Nesta época, lembro-me também de um momento em que fiquei meio puto. Conduzindo-me pela mão, a senhora me deixou na Escola Estadual de Primeiro e Segundo Grau Walt Disney. Entre um monte de gente desconhecida e regras diferentes das que a gente tinha em casa, pensei que nunca mais fosse te ver. Mas, quatro horas depois, reencontrei sua mão e, pendurado nela, voltei para a segurança da nossa pobreza feliz.

Sabia que uma das primeiras vezes em que troquei porrada com alguém foi por sua causa? Com certeza, a senhora se lembra do Vagner, filho da dona Vera, que morava na nossa rua. Um dia, no campinho, ele chegou e disse: “Para você nascer, o seu pai fodeu a sua mãe”. Não hesitei e pulei em cima do cara, usando alguns dos golpes que aprendera no judô (outra ideia sua, lembra?). Como ele se defendeu, voltei pra casa cheio de hematomas. A Doris, sua filha – e minha irmã – mais velha, me perguntou o que tinha acontecido. Ela ouviu o meu relato e, do alto da experiência de quem é oito anos mais velha que eu, explicou: “Edson, veja bem”.

Essa experiência me fez amadurecer uns belos seis anos. Aprendi ali como os humanos se reproduziam e como a minha mãe não era santa. Graças a Deus! Há uns cinco anos, na casa da tia Neide (que deve estar aí com a senhora), fui apresentado a um cara que te conheceu na adolescência. E fiquei feliz em saber que a senhora namorou um tal de Ronaldo e que o pai não foi o único homem da tua vida.

 

31 anos sem poder abraçar dona Ruth

31 anos sem poder abraçar dona Ruth

Lembro do dia em que vi uma demonstração explícita da sua libido. Depois do primeiro AVC que iria te afastar de mim pra sempre, houve a tua transferência para um quarto particular. Completamente sedada, a senhora xavecou o enfermeiro responsável por trocá-la de leito. Em vez de ficar contrariado, comemorei o fato de a dona Ruth ainda estar ali.

Reconheça, a senhora nunca gostou das minhas namoradas. Ainda bem que não foram muitas. Todavia, uma experiência me marcou, No dia em que me tornei noivo daquela que viria ser a minha primeira mulher, a senhora me deu um abraço gelado. Perspicaz como sempre, com  aquele gesto a senhora estava me dando uma dica que eu só viria atestar 12 anos depois, quando me separei. Mas acho que a senhora deveria ter se esforçado. Um pouco de hipocrisia nessas horas sempre vai bem. Para deixar ainda mais clara a sua oposição a esse casamento, a senhora nos deixou três meses antes de ele se concretizar.

Não saem da minha memória as duas últimas vezes em que te vi. Na penúltima, ainda lúcida, a senhora me disse tchau e me acompanhou com o olhar até o fim do corredor do hospital. Passados 31 anos, tudo o que eu mais quero é voltar no tempo e no corredor e dizer um derradeiro “eu te amo” à senhora.

Na última, a senhora estava na UTI, em agosto de 1987. Com morte cerebral diagnosticada e o corpo gelado, troquei o nosso diálogo final. Um monólogo na verdade. Falei que a senhora podia ficar tranquila, pois o seu filho estava encaminhado. Maduro o suficiente para encarar o mundo sem a senhora.

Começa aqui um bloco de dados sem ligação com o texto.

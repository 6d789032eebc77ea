// PhotonDB Registry - Rust Implementation
// A lock-free registry for named, asynchronously built resources

#![warn(rust_2018_idioms)]

pub mod config;
pub mod metrics;
pub mod pool;
pub mod queue;
pub mod registry;

// Re-exports for convenience
pub use config::RegistryConfig;
pub use pool::{FixedPool, GrowablePool, PoolHandle};
pub use queue::LockFreeQueue;
pub use registry::{hash, Entry, EntryStatus, Key, Lifetime, Placeholders, Registry, RegistryStats};

/// Registry error types
pub mod error {
    use thiserror::Error;

    #[derive(Error, Debug)]
    pub enum Error {
        #[error("Pool error: {0}")]
        Pool(String),

        #[error("Not owned: {0}")]
        NotOwned(String),

        #[error("Queue error: {0}")]
        Queue(String),

        #[error("Registry error: {0}")]
        Registry(String),

        #[error("Outstanding operations: {makes} makes, {unmakes} unmakes still queued")]
        OutstandingOperations { makes: usize, unmakes: usize },

        #[error("Placeholder '{name}' failed to build: {reason}")]
        Placeholder { name: String, reason: String },

        #[error("Configuration error: {0}")]
        Config(String),

        #[error("Invalid argument: {0}")]
        InvalidArgument(String),
    }

    pub type Result<T> = std::result::Result<T, Error>;
}

/// Version information
pub const VERSION: &str = env!("CARGO_PKG_VERSION");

Mentira! 31 anos depois, o seu abraço, o seu sorriso, o seu humor devastador, o seu carinho e a sua atenção são as coisas que sempre me guiaram e que mais me fazem falta. Nessa nossa conversa, me despedi com um “eu te amo”, mas acho que a senhora não ouviu. Se tivesse ouvido, não teria morrido meia hora depois.

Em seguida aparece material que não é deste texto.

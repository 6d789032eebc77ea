//! Resource lifetime policy
//!
//! The registry never builds or frees resources itself. It hands payloads
//! to a [`Lifetime`] from `flush` and gives finished resources back to it
//! when they are retired.

use std::fmt::Display;
use std::sync::Arc;

/// Builds and destroys the resources a registry caches
///
/// `create` runs only on the thread calling `flush`. `destroy` receives the
/// registry's reference to a retired resource; readers that still hold a
/// clone keep the memory alive until they drop it.
pub trait Lifetime: Send + Sync {
    /// Input a resource is built from (source text, file contents)
    type Payload: Send + Sync;
    /// Built resource handed out to readers
    type Resource: Send + Sync;
    /// Build failure reason
    type Error: Display;

    /// Build a resource from `payload`
    fn create(&self, payload: &Self::Payload, name: &str) -> Result<Self::Resource, Self::Error>;

    /// Release a resource the registry no longer publishes
    fn destroy(&self, resource: Arc<Self::Resource>) {
        drop(resource);
    }
}

/// Payloads for the three sentinel resources
#[derive(Debug, Clone)]
pub struct Placeholders<P> {
    /// Stands in for keys that were never requested
    pub missing: P,
    /// Stands in for failed builds
    pub failed: P,
    /// Stands in while a build is queued or running
    pub making: P,
}

impl<P> Placeholders<P> {
    pub fn new(missing: P, failed: P, making: P) -> Self {
        Self {
            missing,
            failed,
            making,
        }
    }

    /// Pairs of sentinel name and payload, in construction order
    pub(crate) fn named(&self) -> [(&'static str, &P); 3] {
        [
            ("missing", &self.missing),
            ("failed", &self.failed),
            ("making", &self.making),
        ]
    }
}

impl<P: Clone> Placeholders<P> {
    /// Use the same payload for every sentinel
    pub fn uniform(payload: P) -> Self {
        Self::new(payload.clone(), payload.clone(), payload)
    }
}
//! Growable chunked pool
//!
//! A stack of [`FixedPool`] chunks. Allocation tries the chunk that last
//! succeeded, then scans every chunk, and only when all of them are full
//! pushes a fresh chunk. Chunks are never unlinked while the pool is
//! shared: only [`GrowablePool::shrink`], which needs `&mut self`, releases
//! them.

use super::fixed::{FixedPool, MAX_BLOCKS};
use super::handle::PoolHandle;
use crate::error::{Error, Result};
use std::marker::PhantomData;
use std::ptr;
use std::sync::atomic::{AtomicPtr, AtomicUsize, Ordering};
use tracing::{debug, warn};

/// Largest number of chunks a pool can address (one chunk id is reserved)
pub const MAX_CHUNKS: usize = u16::MAX as usize;

#[repr(align(64))]
struct Chunk<T> {
    pool: FixedPool<T>,
}

/// Lock-free pool that grows by whole chunks
pub struct GrowablePool<T> {
    blocks_per_chunk: usize,
    /// Append-only chunk stack; slots below `top` are published chunks or
    /// holes left by `shrink`
    chunks: Box<[AtomicPtr<Chunk<T>>]>,
    top: AtomicUsize,
    last_alloc: AtomicUsize,
    last_dealloc: AtomicUsize,
    _owns: PhantomData<Box<Chunk<T>>>,
}

// SAFETY: chunks are heap allocations owned by the pool and only freed
// through `&mut self` or `Drop`. Values move between threads through
// allocate/deallocate (T: Send) and are shared through `get` (T: Sync).
unsafe impl<T: Send> Send for GrowablePool<T> {}
unsafe impl<T: Send + Sync> Sync for GrowablePool<T> {}

impl<T: Default> GrowablePool<T> {
    /// Create an empty pool
    ///
    /// # Arguments
    /// * `blocks_per_chunk` - Blocks added by each growth step
    /// * `max_chunks` - Hard limit on the number of chunks
    pub fn new(blocks_per_chunk: usize, max_chunks: usize) -> Result<Self> {
        if blocks_per_chunk == 0 || blocks_per_chunk > MAX_BLOCKS {
            return Err(Error::InvalidArgument(format!(
                "blocks per chunk must be in 1..={}, got {}",
                MAX_BLOCKS, blocks_per_chunk
            )));
        }
        if max_chunks == 0 || max_chunks > MAX_CHUNKS {
            return Err(Error::InvalidArgument(format!(
                "max chunks must be in 1..={}, got {}",
                MAX_CHUNKS, max_chunks
            )));
        }

        let chunks = (0..max_chunks)
            .map(|_| AtomicPtr::new(ptr::null_mut()))
            .collect();

        Ok(Self {
            blocks_per_chunk,
            chunks,
            top: AtomicUsize::new(0),
            last_alloc: AtomicUsize::new(0),
            last_dealloc: AtomicUsize::new(0),
            _owns: PhantomData,
        })
    }

    /// Create a pool and grow it to at least `capacity` blocks
    pub fn with_capacity(capacity: usize, blocks_per_chunk: usize, max_chunks: usize) -> Result<Self> {
        let pool = Self::new(blocks_per_chunk, max_chunks)?;
        if pool.grow(capacity) < capacity {
            return Err(Error::Pool(format!(
                "cannot reserve {} blocks with {} chunks of {}",
                capacity, max_chunks, blocks_per_chunk
            )));
        }
        Ok(pool)
    }

    /// Allocate a block, adding a chunk if every chunk is full
    pub fn allocate(&self) -> Option<PoolHandle> {
        loop {
            let hint = self.last_alloc.load(Ordering::Relaxed);
            if let Some(handle) = self.try_chunk(hint) {
                return Some(handle);
            }

            let top = self.top.load(Ordering::Acquire);
            for id in (0..top).filter(|&id| id != hint) {
                if let Some(handle) = self.try_chunk(id) {
                    self.last_alloc.store(id, Ordering::Relaxed);
                    return Some(handle);
                }
            }

            // Every chunk was full; a racing thread may drain the new chunk
            // before we get to it, in which case we scan again.
            let id = self.push_chunk()?;
            if let Some(handle) = self.try_chunk(id) {
                self.last_alloc.store(id, Ordering::Relaxed);
                return Some(handle);
            }
        }
    }

    /// Add chunks until the pool holds at least `capacity` blocks
    ///
    /// Returns the resulting capacity, which stays short of the request
    /// only when the chunk limit is reached.
    pub fn grow(&self, capacity: usize) -> usize {
        while self.capacity() < capacity {
            if self.push_chunk().is_none() {
                break;
            }
        }
        self.capacity()
    }

    fn push_chunk(&self) -> Option<usize> {
        let pool = match FixedPool::new(self.blocks_per_chunk) {
            Ok(pool) => pool,
            Err(e) => {
                warn!(error = %e, "Failed to build pool chunk");
                return None;
            }
        };
        let raw = Box::into_raw(Box::new(Chunk { pool }));

        loop {
            let top = self.top.load(Ordering::Acquire);

            // Holes below the top are only left behind by `shrink`
            for id in 0..top {
                if self.chunks[id]
                    .compare_exchange(ptr::null_mut(), raw, Ordering::AcqRel, Ordering::Acquire)
                    .is_ok()
                {
                    debug!(chunk = id, "Refilled pool chunk");
                    return Some(id);
                }
            }

            if top >= self.chunks.len() {
                // SAFETY: `raw` was never published, so we still own it
                drop(unsafe { Box::from_raw(raw) });
                warn!(max_chunks = self.chunks.len(), "Pool reached its chunk limit");
                return None;
            }

            let published = self.chunks[top]
                .compare_exchange(ptr::null_mut(), raw, Ordering::AcqRel, Ordering::Acquire)
                .is_ok();
            // Either we own slot `top` or someone else does; in both cases
            // help the stack height past it.
            let _ = self
                .top
                .compare_exchange(top, top + 1, Ordering::AcqRel, Ordering::Acquire);

            if published {
                debug!(chunk = top, blocks = self.blocks_per_chunk, "Pushed pool chunk");
                return Some(top);
            }
        }
    }
}

impl<T> GrowablePool<T> {
    fn chunk(&self, id: usize) -> Option<&Chunk<T>> {
        let raw = self.chunks.get(id)?.load(Ordering::Acquire);
        // SAFETY: non-null slots point at chunks that stay allocated until
        // `shrink` (`&mut self`) or drop.
        unsafe { raw.as_ref() }
    }

    fn try_chunk(&self, id: usize) -> Option<PoolHandle> {
        let block = self.chunk(id)?.pool.allocate()?;
        Some(PoolHandle::new(id as u16, block as u16))
    }

    fn live_chunks(&self) -> impl Iterator<Item = (usize, &Chunk<T>)> + '_ {
        let top = self.top.load(Ordering::Acquire);
        (0..top).filter_map(move |id| self.chunk(id).map(|chunk| (id, chunk)))
    }

    /// Return a block to its chunk
    pub fn deallocate(&self, handle: PoolHandle) -> Result<()> {
        let chunk = self
            .chunk(handle.chunk as usize)
            .ok_or_else(|| Error::NotOwned(format!("{} names no chunk of this pool", handle)))?;
        chunk.pool.deallocate(u32::from(handle.block))?;
        self.last_dealloc.store(handle.chunk as usize, Ordering::Relaxed);
        Ok(())
    }

    /// Return the block holding `value`, locating its chunk by address
    pub fn deallocate_ptr(&self, value: &T) -> Result<()> {
        let handle = self.handle_of(value).ok_or_else(|| {
            Error::NotOwned(format!("pointer {:p} is not a block of this pool", value))
        })?;
        self.deallocate(handle)
    }

    /// Find the handle of a value handed out by this pool
    pub fn handle_of(&self, value: &T) -> Option<PoolHandle> {
        let hint = self.last_dealloc.load(Ordering::Relaxed);
        if let Some(block) = self.chunk(hint).and_then(|chunk| chunk.pool.index_of(value)) {
            return Some(PoolHandle::new(hint as u16, block as u16));
        }

        self.live_chunks().find_map(|(id, chunk)| {
            chunk
                .pool
                .index_of(value)
                .map(|block| PoolHandle::new(id as u16, block as u16))
        })
    }

    /// Value behind a handle
    pub fn get(&self, handle: PoolHandle) -> Option<&T> {
        self.chunk(handle.chunk as usize)?
            .pool
            .get(u32::from(handle.block))
    }

    /// Whether `ptr` addresses a block of any chunk
    pub fn valid(&self, ptr: *const T) -> bool {
        self.live_chunks().any(|(_, chunk)| chunk.pool.valid(ptr))
    }

    /// Total blocks across all chunks
    pub fn capacity(&self) -> usize {
        self.chunk_count() * self.blocks_per_chunk
    }

    /// Free blocks across all chunks
    pub fn free_blocks(&self) -> usize {
        self.live_chunks().map(|(_, chunk)| chunk.pool.free_blocks()).sum()
    }

    /// Number of live chunks
    pub fn chunk_count(&self) -> usize {
        self.live_chunks().count()
    }

    pub fn blocks_per_chunk(&self) -> usize {
        self.blocks_per_chunk
    }

    /// Release completely empty chunks until at most enough chunks for
    /// `capacity` blocks remain
    ///
    /// Chunks holding any allocated block are kept. Returns the number of
    /// chunks released.
    pub fn shrink(&mut self, capacity: usize) -> usize {
        let target = capacity.div_ceil(self.blocks_per_chunk);
        let mut live = self.chunk_count();
        let mut released = 0;

        for slot in self.chunks.iter_mut().rev() {
            if live <= target {
                break;
            }
            let raw = *slot.get_mut();
            if raw.is_null() {
                continue;
            }
            // SAFETY: `&mut self` excludes every other access to the chunk
            let empty = unsafe { (*raw).pool.is_empty() };
            if empty {
                *slot.get_mut() = ptr::null_mut();
                // SAFETY: the slot was the only owner of this allocation
                drop(unsafe { Box::from_raw(raw) });
                live -= 1;
                released += 1;
            }
        }

        let top = self.top.get_mut();
        while *top > 0 && self.chunks[*top - 1].get_mut().is_null() {
            *top -= 1;
        }
        *self.last_alloc.get_mut() = 0;
        *self.last_dealloc.get_mut() = 0;

        if released > 0 {
            debug!(released, remaining = live, "Shrank pool");
        }
        released
    }
}

impl<T> Drop for GrowablePool<T> {
    fn drop(&mut self) {
        for slot in self.chunks.iter_mut() {
            let raw = *slot.get_mut();
            if !raw.is_null() {
                // SAFETY: exclusive access during drop; each chunk is owned once
                drop(unsafe { Box::from_raw(raw) });
            }
        }
    }
}

impl<T> std::fmt::Debug for GrowablePool<T> {
    fn fmt(&self, f: &mut std::fmt::Formatter<'_>) -> std::fmt::Result {
        f.debug_struct("GrowablePool")
            .field("blocks_per_chunk", &self.blocks_per_chunk)
            .field("chunks", &self.chunk_count())
            .field("free", &self.free_blocks())
            .finish()
    }
}

#[cfg(test)]
mod tests {
    use super::*;
    use std::collections::HashSet;
    use std::sync::Arc;

    #[test]
    fn test_grows_by_chunks() {
        let pool: GrowablePool<u64> = GrowablePool::new(4, 8).unwrap();
        assert_eq!(pool.capacity(), 0);

        let handles: Vec<_> = (0..10).map(|_| pool.allocate().unwrap()).collect();
        assert_eq!(pool.chunk_count(), 3);
        assert_eq!(pool.capacity(), 12);
        assert_eq!(pool.free_blocks(), 2);

        let unique: HashSet<_> = handles.iter().collect();
        assert_eq!(unique.len(), 10);
    }

    #[test]
    fn test_chunk_limit_exhausts() {
        let pool: GrowablePool<u8> = GrowablePool::new(2, 2).unwrap();
        for _ in 0..4 {
            assert!(pool.allocate().is_some());
        }
        assert!(pool.allocate().is_none());
    }

    #[test]
    fn test_deallocate_by_handle_and_pointer() {
        let pool: GrowablePool<u32> = GrowablePool::with_capacity(8, 4, 4).unwrap();
        let a = pool.allocate().unwrap();
        let b = pool.allocate().unwrap();

        pool.deallocate(a).unwrap();

        let value = pool.get(b).unwrap();
        assert_eq!(pool.handle_of(value), Some(b));
        pool.deallocate_ptr(value).unwrap();

        assert_eq!(pool.free_blocks(), 8);
    }

    #[test]
    fn test_unowned_is_fatal() {
        let pool: GrowablePool<u32> = GrowablePool::with_capacity(4, 4, 4).unwrap();
        let other: GrowablePool<u32> = GrowablePool::with_capacity(4, 4, 4).unwrap();

        assert!(matches!(
            pool.deallocate(PoolHandle::new(3, 0)),
            Err(Error::NotOwned(_))
        ));

        let handle = other.allocate().unwrap();
        let foreign = other.get(handle).unwrap();
        assert!(!pool.valid(foreign));
        assert!(matches!(pool.deallocate_ptr(foreign), Err(Error::NotOwned(_))));
    }

    #[test]
    fn test_shrink_only_releases_empty_chunks() {
        let mut pool: GrowablePool<u64> = GrowablePool::with_capacity(16, 4, 8).unwrap();
        assert_eq!(pool.chunk_count(), 4);

        // Pin one block in the first chunk
        let pinned = pool.allocate().unwrap();

        assert_eq!(pool.shrink(0), 3);
        assert_eq!(pool.chunk_count(), 1);
        assert!(pool.get(pinned).is_some());

        pool.deallocate(pinned).unwrap();
        assert_eq!(pool.shrink(4), 0);
        assert_eq!(pool.shrink(0), 1);
        assert_eq!(pool.capacity(), 0);

        // The stack grows again after shrinking
        assert!(pool.allocate().is_some());
        assert_eq!(pool.chunk_count(), 1);
    }

    #[test]
    fn test_shrink_leaves_holes_that_refill() {
        let mut pool: GrowablePool<u64> = GrowablePool::with_capacity(12, 4, 8).unwrap();
        // Pin the last chunk so the middle ones become holes
        let handles: Vec<_> = (0..12).map(|_| pool.allocate().unwrap()).collect();
        for handle in &handles[..8] {
            pool.deallocate(*handle).unwrap();
        }

        assert_eq!(pool.shrink(0), 2);
        assert_eq!(pool.chunk_count(), 1);

        assert_eq!(pool.grow(12), 12);
        assert_eq!(pool.chunk_count(), 3);
    }

    #[test]
    fn test_concurrent_growth() {
        let pool: Arc<GrowablePool<u64>> = Arc::new(GrowablePool::new(16, 256).unwrap());

        let threads: Vec<_> = (0..8)
            .map(|_| {
                let pool = Arc::clone(&pool);
                std::thread::spawn(move || {
                    (0..200).map(|_| pool.allocate().unwrap()).collect::<Vec<_>>()
                })
            })
            .collect();

        let mut all = HashSet::new();
        for thread in threads {
            for handle in thread.join().unwrap() {
                assert!(all.insert(handle), "duplicate handle {}", handle);
            }
        }
        assert_eq!(all.len(), 1600);
        assert_eq!(pool.capacity() - pool.free_blocks(), 1600);
    }
}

Bom, mãe, vou ficando por aqui. Espero que a senhora esteja bem e divertindo todo mundo por aí. Aliás, não faço a menor ideia de onde seja aí. Saiba que eu tenho muita saudade da senhora e que sinto a tua presença todos os dias. Tenho me comportado relativamente bem e, acredito, não fiz nada ultimamente que motivasse a senhora a cantar a música do Teixeirinha.

Bença, mãe. Prometo não ficar tanto tempo sem um papo longo com a senhora.